YOUR INSTRUCTIONS >>
Your answer is a copy of every line in the records where "workspace" appears.

MATERIAL PROVIDED >>
>>>

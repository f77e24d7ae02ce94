pub mod aws_cli;
pub mod check_suite;
pub mod s3_probe;
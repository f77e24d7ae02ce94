use anyhow::{Context, Result};
use clap::{Parser, ValueEnum};
use std::{env, time::Duration};

pub const DEFAULT_REGION: &str = "us-east-1";
pub const DEFAULT_ECR_REPOSITORY: &str = "busyb-google-workspace-mcp";
pub const DEFAULT_SECRET_IDS: [&str; 3] = [
    "busyb/google-oauth-client-id",
    "busyb/google-oauth-client-secret",
    "busyb/google-oauth-redirect-uri",
];
pub const DEFAULT_BUCKET: &str = "busyb-oauth-tokens-758888582357";
pub const DEFAULT_LOG_GROUP: &str = "/ecs/busyb-google-workspace-mcp";
pub const DEFAULT_CLUSTER: &str = "busyb-cluster";
pub const DEFAULT_ROLE_NAMES: [&str; 3] = [
    "ecsTaskExecutionRole",
    "busyb-google-workspace-mcp-task-role",
    "busyb-github-actions-deploy-role",
];

#[derive(ValueEnum, Clone, Copy, Debug, Default, PartialEq, Eq)]
pub enum OutputFormat {
    #[default]
    Text,
    Json,
}

#[derive(ValueEnum, Clone, Copy, Debug, Default, PartialEq, Eq)]
pub enum ColorChoice {
    #[default]
    Auto,
    Always,
    Never,
}

/// Centralized application configuration.
/// Combines environment variables and CLI arguments.
#[derive(Debug, Clone)]
pub struct AppConfig {
    pub region: String,
    pub profile: Option<String>,
    pub aws_bin: String,
    pub ecr_repository: String,
    pub secret_ids: Vec<String>,
    pub bucket: String,
    pub log_group: String,
    pub cluster: String,
    pub role_names: Vec<String>,
    pub timeout: Option<Duration>,
    pub format: OutputFormat,
    pub color: ColorChoice,
    pub no_color_env: bool,
    pub skip_s3_write: bool,
    pub list_only: bool,
    pub show_identity: bool,
}

/// Command-line + environment configuration.
#[derive(Parser, Debug, Default)]
#[command(
    author,
    version,
    about = "Smoke-test AWS credentials against the MCP deployment resources"
)]
pub struct Args {
    /// AWS region (overrides CREDCHECK_REGION / AWS_REGION)
    #[arg(long)]
    pub region: Option<String>,

    /// AWS CLI profile (overrides CREDCHECK_PROFILE)
    #[arg(long)]
    pub profile: Option<String>,

    /// Path to the aws executable (overrides CREDCHECK_AWS_BIN)
    #[arg(long)]
    pub aws_bin: Option<String>,

    /// ECR repository name (overrides CREDCHECK_ECR_REPOSITORY)
    #[arg(long)]
    pub ecr_repository: Option<String>,

    /// Comma-separated Secrets Manager ids (overrides CREDCHECK_SECRET_IDS)
    #[arg(long, value_delimiter = ',')]
    pub secret_ids: Option<Vec<String>>,

    /// S3 bucket used for the list and write tests (overrides CREDCHECK_BUCKET)
    #[arg(long)]
    pub bucket: Option<String>,

    /// CloudWatch log group (overrides CREDCHECK_LOG_GROUP)
    #[arg(long)]
    pub log_group: Option<String>,

    /// ECS cluster name (overrides CREDCHECK_CLUSTER)
    #[arg(long)]
    pub cluster: Option<String>,

    /// Comma-separated IAM role names (overrides CREDCHECK_ROLE_NAMES)
    #[arg(long, value_delimiter = ',')]
    pub role_names: Option<Vec<String>>,

    /// Per-check timeout in seconds (overrides CREDCHECK_TIMEOUT_SECS)
    #[arg(long)]
    pub timeout_secs: Option<u64>,

    /// Report format
    #[arg(long, value_enum, default_value_t = OutputFormat::Text)]
    pub format: OutputFormat,

    /// When to color the text report
    #[arg(long, value_enum, default_value_t = ColorChoice::Auto)]
    pub color: ColorChoice,

    /// Skip the S3 upload/delete round trip
    #[arg(long)]
    pub skip_s3_write: bool,

    /// Print the planned checks and exit
    #[arg(long)]
    pub list: bool,

    /// Print the caller identity before running checks
    #[arg(long)]
    pub identity: bool,
}

impl AppConfig {
    /// Parse environment variables + CLI args into AppConfig.
    pub fn from_env_and_args() -> Result<Self> {
        let args = Args::parse();
        Self::resolve(args, |key| env::var(key).ok())
    }

    /// Merge parsed args over values from `lookup`, then built-in defaults.
    pub fn resolve<F>(args: Args, lookup: F) -> Result<Self>
    where
        F: Fn(&str) -> Option<String>,
    {
        // --- Environment fallback ---
        let env_region = lookup("CREDCHECK_REGION")
            .or_else(|| lookup("AWS_REGION"))
            .unwrap_or_else(|| DEFAULT_REGION.into());
        let env_timeout = match lookup("CREDCHECK_TIMEOUT_SECS") {
            Some(value) => Some(
                value
                    .parse::<u64>()
                    .with_context(|| format!("parsing CREDCHECK_TIMEOUT_SECS value `{}`", value))?,
            ),
            None => None,
        };
        let env_secret_ids = lookup("CREDCHECK_SECRET_IDS").map(|v| split_list(&v));
        let env_role_names = lookup("CREDCHECK_ROLE_NAMES").map(|v| split_list(&v));

        // --- Merge ---
        let mut cfg = Self {
            region: args.region.unwrap_or(env_region),
            profile: args.profile.or_else(|| lookup("CREDCHECK_PROFILE")),
            aws_bin: args
                .aws_bin
                .or_else(|| lookup("CREDCHECK_AWS_BIN"))
                .unwrap_or_else(|| "aws".into()),
            ecr_repository: args
                .ecr_repository
                .or_else(|| lookup("CREDCHECK_ECR_REPOSITORY"))
                .unwrap_or_else(|| DEFAULT_ECR_REPOSITORY.into()),
            secret_ids: args
                .secret_ids
                .or(env_secret_ids)
                .unwrap_or_else(|| DEFAULT_SECRET_IDS.map(String::from).to_vec()),
            bucket: args
                .bucket
                .or_else(|| lookup("CREDCHECK_BUCKET"))
                .unwrap_or_else(|| DEFAULT_BUCKET.into()),
            log_group: args
                .log_group
                .or_else(|| lookup("CREDCHECK_LOG_GROUP"))
                .unwrap_or_else(|| DEFAULT_LOG_GROUP.into()),
            cluster: args
                .cluster
                .or_else(|| lookup("CREDCHECK_CLUSTER"))
                .unwrap_or_else(|| DEFAULT_CLUSTER.into()),
            role_names: args
                .role_names
                .or(env_role_names)
                .unwrap_or_else(|| DEFAULT_ROLE_NAMES.map(String::from).to_vec()),
            timeout: args.timeout_secs.or(env_timeout).map(Duration::from_secs),
            format: args.format,
            color: args.color,
            no_color_env: lookup("NO_COLOR").is_some_and(|v| !v.is_empty()),
            skip_s3_write: args.skip_s3_write,
            list_only: args.list,
            show_identity: args.identity,
        };

        cfg.secret_ids.retain(|s| !s.trim().is_empty());
        cfg.role_names.retain(|s| !s.trim().is_empty());
        cfg.validate()?;
        Ok(cfg)
    }

    fn validate(&self) -> Result<()> {
        if self.secret_ids.is_empty() {
            anyhow::bail!("at least one secret id is required");
        }
        if self.role_names.is_empty() {
            anyhow::bail!("at least one IAM role name is required");
        }
        let required = [
            ("region", &self.region),
            ("aws binary", &self.aws_bin),
            ("ECR repository", &self.ecr_repository),
            ("bucket name", &self.bucket),
            ("log group", &self.log_group),
            ("cluster", &self.cluster),
        ];
        for (what, value) in required {
            if value.trim().is_empty() {
                anyhow::bail!("{what} must not be empty");
            }
        }
        if self.profile.as_deref().is_some_and(|p| p.trim().is_empty()) {
            anyhow::bail!("profile must not be empty when given");
        }
        if self.timeout == Some(Duration::ZERO) {
            anyhow::bail!("timeout must be at least one second");
        }
        Ok(())
    }

    /// Whether the text report should carry ANSI colors.
    pub fn use_colors(&self, is_terminal: bool) -> bool {
        match self.color {
            ColorChoice::Always => true,
            ColorChoice::Never => false,
            ColorChoice::Auto => is_terminal && !self.no_color_env,
        }
    }
}

fn split_list(value: &str) -> Vec<String> {
    value
        .split(',')
        .map(str::trim)
        .filter(|s| !s.is_empty())
        .map(String::from)
        .collect()
}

<<<

RESULT >>
pub const DEFAULT_ECR_REPOSITORY: &str = "busyb-google-workspace-mcp";
pub const DEFAULT_LOG_GROUP: &str = "/ecs/busyb-google-workspace-mcp";
    "busyb-google-workspace-mcp-task-role",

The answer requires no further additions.